Development of cyano-containing polymer electrolyte for solid-state lithium metal batteries operating at high voltage

Abstract

Solid-state polymer electrolytes (SPE) is a promising candidate that substitutes for contemporary liquid electrolyte in Li metal battery (LMB). However, their low oxidation stability generally makes it difficult to operate at high-voltage for enhancing energy density due to the decomposition of electrolytes. To tackle the challenges, cyanoethyl acrylate (CEA) is used to elevate oxidation stability by the electron-withdrawing property of cyano functional group.
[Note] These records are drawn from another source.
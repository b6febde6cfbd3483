#![deny(warnings)]

//! Core domain and wire models for the milk tea shop battle client.
//!
//! This crate defines the serializable types the game server reports (games,
//! players, round summaries) and the client-local round lifecycle types, with
//! validation helpers for the invariants the client can check on its own.

mod config;

pub use config::{ClientConfig, ConfigError, API_BASE_URL_ENV};

use rust_decimal::Decimal;
use serde::{Deserialize, Deserializer, Serialize};
use std::collections::BTreeSet;
use std::fmt;
use std::str::FromStr;
use thiserror::Error;
use tracing::warn;

/// Server-assigned game identifier.
pub type GameId = u64;
/// Server-assigned player identifier.
pub type PlayerId = u64;

/// Lifecycle of a game room as reported by the server.
#[derive(Clone, Copy, Debug, PartialEq, Eq, Serialize, Deserialize)]
#[serde(rename_all = "snake_case")]
pub enum GameStatus {
    /// Lobby: players are still joining.
    Waiting,
    /// Rounds are being played.
    InProgress,
    /// Terminal: no further rounds.
    Finished,
}

fn first_round() -> u32 {
    1
}

fn round_or_first<'de, D: Deserializer<'de>>(d: D) -> Result<u32, D::Error> {
    Ok(Option::<u32>::deserialize(d)?.unwrap_or_else(first_round))
}

/// Authoritative game state, cached by the client between polls.
#[derive(Clone, Debug, PartialEq, Serialize, Deserialize)]
pub struct GameSession {
    pub id: GameId,
    #[serde(default)]
    pub name: String,
    #[serde(default)]
    pub max_players: u32,
    /// Round currently being played. Missing or null means round 1.
    #[serde(default = "first_round", deserialize_with = "round_or_first")]
    pub current_round: u32,
    pub status: GameStatus,
    #[serde(default)]
    pub created_at: Option<String>,
}

impl GameSession {
    pub fn is_finished(&self) -> bool {
        self.status == GameStatus::Finished
    }
}

/// Whether a player is still trading.
#[derive(Clone, Copy, Debug, Default, PartialEq, Eq, Serialize, Deserialize)]
#[serde(rename_all = "snake_case")]
pub enum PlayerStatus {
    #[default]
    Active,
    Bankrupt,
}

/// A participant in a game room.
#[derive(Clone, Debug, PartialEq, Serialize, Deserialize)]
pub struct Player {
    pub id: PlayerId,
    #[serde(default)]
    pub game_id: GameId,
    #[serde(default)]
    pub name: String,
    /// Cash on hand.
    #[serde(default)]
    pub cash: Decimal,
    #[serde(default)]
    pub is_ready: bool,
    #[serde(default)]
    pub turn_order: u32,
    #[serde(default)]
    pub status: PlayerStatus,
}

/// Client-local position in the round lifecycle.
#[derive(Clone, Copy, Debug, Default, PartialEq, Eq, Hash, Serialize, Deserialize)]
#[serde(rename_all = "snake_case")]
pub enum RoundPhase {
    /// Decisions for the current round may be submitted.
    #[default]
    Planning,
    /// This client submitted; other players are still deciding.
    Waiting,
    /// A settlement is on screen.
    Summary,
    /// Game over. Absorbing.
    Finished,
}

impl RoundPhase {
    pub fn is_terminal(self) -> bool {
        self == RoundPhase::Finished
    }

    pub fn as_str(self) -> &'static str {
        match self {
            RoundPhase::Planning => "planning",
            RoundPhase::Waiting => "waiting",
            RoundPhase::Summary => "summary",
            RoundPhase::Finished => "finished",
        }
    }
}

impl fmt::Display for RoundPhase {
    fn fmt(&self, f: &mut fmt::Formatter<'_>) -> fmt::Result {
        f.write_str(self.as_str())
    }
}

/// The per-round decision panels, in display order.
#[derive(Clone, Copy, Debug, PartialEq, Eq, PartialOrd, Ord, Hash, Serialize, Deserialize)]
#[serde(rename_all = "snake_case")]
pub enum DecisionStepKey {
    Shop,
    Employees,
    Market,
    Research,
    Production,
}

impl DecisionStepKey {
    pub const ALL: [DecisionStepKey; 5] = [
        DecisionStepKey::Shop,
        DecisionStepKey::Employees,
        DecisionStepKey::Market,
        DecisionStepKey::Research,
        DecisionStepKey::Production,
    ];

    pub fn as_str(self) -> &'static str {
        match self {
            DecisionStepKey::Shop => "shop",
            DecisionStepKey::Employees => "employees",
            DecisionStepKey::Market => "market",
            DecisionStepKey::Research => "research",
            DecisionStepKey::Production => "production",
        }
    }

    /// Status a step starts each round with.
    pub fn initial_status(self) -> DecisionStepStatus {
        match self {
            DecisionStepKey::Shop => DecisionStepStatus::InProgress,
            _ => DecisionStepStatus::Pending,
        }
    }
}

impl fmt::Display for DecisionStepKey {
    fn fmt(&self, f: &mut fmt::Formatter<'_>) -> fmt::Result {
        f.write_str(self.as_str())
    }
}

impl FromStr for DecisionStepKey {
    type Err = ValidationError;

    fn from_str(s: &str) -> Result<Self, Self::Err> {
        DecisionStepKey::ALL
            .into_iter()
            .find(|k| k.as_str().eq_ignore_ascii_case(s.trim()))
            .ok_or_else(|| ValidationError::UnknownStep(s.to_string()))
    }
}

/// Progress marker shown on a decision panel tab.
#[derive(Clone, Copy, Debug, PartialEq, Eq, Serialize, Deserialize)]
#[serde(rename_all = "snake_case")]
pub enum DecisionStepStatus {
    Locked,
    Pending,
    InProgress,
    Completed,
    Waiting,
}

/// One line of a production plan: how much productivity goes to a product and at what price.
#[derive(Clone, Debug, PartialEq, Serialize, Deserialize)]
pub struct Production {
    pub product_id: u64,
    pub productivity: u32,
    pub price: Decimal,
}

/// Body of `POST /production/submit`.
#[derive(Clone, Debug, PartialEq, Serialize, Deserialize)]
pub struct ProductionPlan {
    pub player_id: PlayerId,
    pub round_number: u32,
    pub productions: Vec<Production>,
}

/// Cost breakdown for one raw material.
#[derive(Clone, Debug, PartialEq, Serialize, Deserialize)]
pub struct MaterialCostDetail {
    #[serde(default)]
    pub quantity: Decimal,
    #[serde(default)]
    pub unit_price: Decimal,
    #[serde(default)]
    pub total: Decimal,
    #[serde(default)]
    pub discount_rate: Option<Decimal>,
}

#[derive(Clone, Debug, Default, PartialEq, Serialize, Deserialize)]
pub struct MaterialCosts {
    #[serde(default)]
    pub tea: Option<MaterialCostDetail>,
    #[serde(default)]
    pub milk: Option<MaterialCostDetail>,
    #[serde(default)]
    pub fruit: Option<MaterialCostDetail>,
    #[serde(default)]
    pub ingredient: Option<MaterialCostDetail>,
    #[serde(default)]
    pub total_cost: Decimal,
}

/// Response to a production plan submission.
#[derive(Clone, Debug, Default, PartialEq, Serialize, Deserialize)]
pub struct ProductionSubmitResponse {
    #[serde(default)]
    pub material_costs: Option<MaterialCosts>,
    /// True when this submission was the last one the round was waiting for.
    #[serde(default)]
    pub all_players_submitted: bool,
}

/// Customers generated for a round, split by spending tier.
#[derive(Clone, Debug, Default, PartialEq, Eq, Serialize, Deserialize)]
pub struct CustomerFlow {
    #[serde(default)]
    pub round_number: u32,
    #[serde(default)]
    pub high_tier_customers: u32,
    #[serde(default)]
    pub low_tier_customers: u32,
}

/// How many customers of each tier were actually served.
#[derive(Clone, Debug, Default, PartialEq, Eq, Serialize, Deserialize)]
pub struct AllocationResult {
    #[serde(default)]
    pub high_tier_served: Option<u32>,
    #[serde(default)]
    pub low_tier_served: Option<u32>,
}

/// A product as named in a summary line. The server currently sends the product id.
#[derive(Clone, Debug, PartialEq, Eq, Serialize, Deserialize)]
#[serde(untagged)]
pub enum ProductRef {
    Id(u64),
    Name(String),
}

impl fmt::Display for ProductRef {
    fn fmt(&self, f: &mut fmt::Formatter<'_>) -> fmt::Result {
        match self {
            ProductRef::Id(id) => write!(f, "product #{id}"),
            ProductRef::Name(name) => f.write_str(name),
        }
    }
}

/// Sales of one product by one player in a settled round.
#[derive(Clone, Debug, PartialEq, Serialize, Deserialize)]
pub struct ProductionLine {
    pub product_name: ProductRef,
    #[serde(default)]
    pub produced: u32,
    #[serde(default)]
    pub sold: u32,
    #[serde(default)]
    pub sold_to_high: u32,
    #[serde(default)]
    pub sold_to_low: u32,
    #[serde(default)]
    pub price: Decimal,
    #[serde(default)]
    pub revenue: Decimal,
}

/// One player's outcome for a settled round.
#[derive(Clone, Debug, PartialEq, Serialize, Deserialize)]
pub struct PlayerRoundSummary {
    pub player_id: PlayerId,
    #[serde(default)]
    pub player_name: Option<String>,
    #[serde(default)]
    pub nickname: String,
    #[serde(default)]
    pub total_revenue: Decimal,
    #[serde(default)]
    pub total_sold: u32,
    #[serde(default)]
    pub round_profit: Decimal,
    #[serde(default)]
    pub productions: Vec<ProductionLine>,
}

impl PlayerRoundSummary {
    /// Nickname, then player name, then the numeric id.
    pub fn display_name(&self) -> String {
        if !self.nickname.trim().is_empty() {
            return self.nickname.clone();
        }
        match &self.player_name {
            Some(name) if !name.trim().is_empty() => name.clone(),
            _ => format!("#{}", self.player_id),
        }
    }
}

#[derive(Deserialize)]
#[serde(untagged)]
enum SummaryPayload {
    Players(Vec<PlayerRoundSummary>),
    Detailed {
        #[serde(default)]
        round_number: Option<u32>,
        #[serde(default)]
        players: Vec<PlayerRoundSummary>,
        #[serde(default)]
        customer_flow: Option<CustomerFlow>,
        #[serde(default)]
        allocation_result: Option<AllocationResult>,
    },
}

/// Errors decoding a round summary payload.
#[derive(Debug, Error, PartialEq)]
pub enum SummaryError {
    /// The payload matched neither the bare-array nor the object form.
    #[error("malformed round summary: {0}")]
    Malformed(String),
    /// The server returned a summary with no players.
    #[error("round {0} summary has no player data")]
    Empty(u32),
}

/// Server-computed outcome of one round for every player. Shown once, never cached.
#[derive(Clone, Debug, PartialEq)]
pub struct SettlementRecord {
    pub round_number: u32,
    pub players: Vec<PlayerRoundSummary>,
    pub customer_flow: Option<CustomerFlow>,
    pub allocation: Option<AllocationResult>,
    /// Payload exactly as received.
    pub raw: serde_json::Value,
}

impl SettlementRecord {
    /// Decode the summary for `round`. Accepts either a bare player array or
    /// an object carrying `players` alongside customer flow data.
    pub fn from_payload(round: u32, raw: serde_json::Value) -> Result<Self, SummaryError> {
        let payload: SummaryPayload = serde_json::from_value(raw.clone())
            .map_err(|e| SummaryError::Malformed(e.to_string()))?;
        let (players, customer_flow, allocation) = match payload {
            SummaryPayload::Players(players) => (players, None, None),
            SummaryPayload::Detailed {
                round_number,
                players,
                customer_flow,
                allocation_result,
            } => {
                if let Some(reported) = round_number {
                    if reported != round {
                        warn!(requested = round, reported, "summary round mismatch");
                    }
                }
                (players, customer_flow, allocation_result)
            }
        };
        if players.is_empty() {
            return Err(SummaryError::Empty(round));
        }
        Ok(Self {
            round_number: round,
            players,
            customer_flow,
            allocation,
            raw,
        })
    }
}

/// Validation errors for client-side invariants.
#[derive(Debug, Error, PartialEq)]
pub enum ValidationError {
    /// Rounds are numbered from 1.
    #[error("round {0} is out of range")]
    RoundOutOfRange(u32),
    /// A production plan needs at least one line.
    #[error("production plan is empty")]
    EmptyPlan,
    /// At least one line must allocate productivity.
    #[error("production plan allocates no productivity")]
    NoProductivity,
    /// Prices must be non-negative.
    #[error("negative price for product {0}")]
    NegativePrice(u64),
    /// Each product may appear once per plan.
    #[error("duplicate product in plan: {0}")]
    DuplicateProduct(u64),
    /// Unrecognized decision step name.
    #[error("unknown decision step: {0}")]
    UnknownStep(String),
}

/// Validate a game snapshot.
pub fn validate_game(game: &GameSession) -> Result<(), ValidationError> {
    if game.current_round == 0 {
        return Err(ValidationError::RoundOutOfRange(0));
    }
    Ok(())
}

/// Validate a production plan before it is submitted.
pub fn validate_plan(plan: &ProductionPlan) -> Result<(), ValidationError> {
    if plan.round_number == 0 {
        return Err(ValidationError::RoundOutOfRange(plan.round_number));
    }
    if plan.productions.is_empty() {
        return Err(ValidationError::EmptyPlan);
    }
    let mut seen = BTreeSet::new();
    for p in &plan.productions {
        if p.price < Decimal::ZERO {
            return Err(ValidationError::NegativePrice(p.product_id));
        }
        if !seen.insert(p.product_id) {
            return Err(ValidationError::DuplicateProduct(p.product_id));
        }
    }
    if plan.productions.iter().all(|p| p.productivity == 0) {
        return Err(ValidationError::NoProductivity);
    }
    Ok(())
}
Furthermore, CEA can inhibit transition metal (TM) dissolution and cathode structure degradation through coordination with TM, which is commonly caused under high-voltage cycling. Herein, CEA and butyl acrylate (BA) are together used with different mol ratio to form a copolymer electrolyte via random co-polymerization for optimal mechanical and electrochemical properties. As a result, the well-tailored B9C1, representing that mole ratio of BA to CEA is 9, shows optimal mechanical/electrochemical properties and high performance under high 4.7V operation in lithium metal battery. This study can give a direction for accomplishing long mileage of polymer electrolyte by achieving durable ultra-high-voltage operation using Ni-rich cathode forward.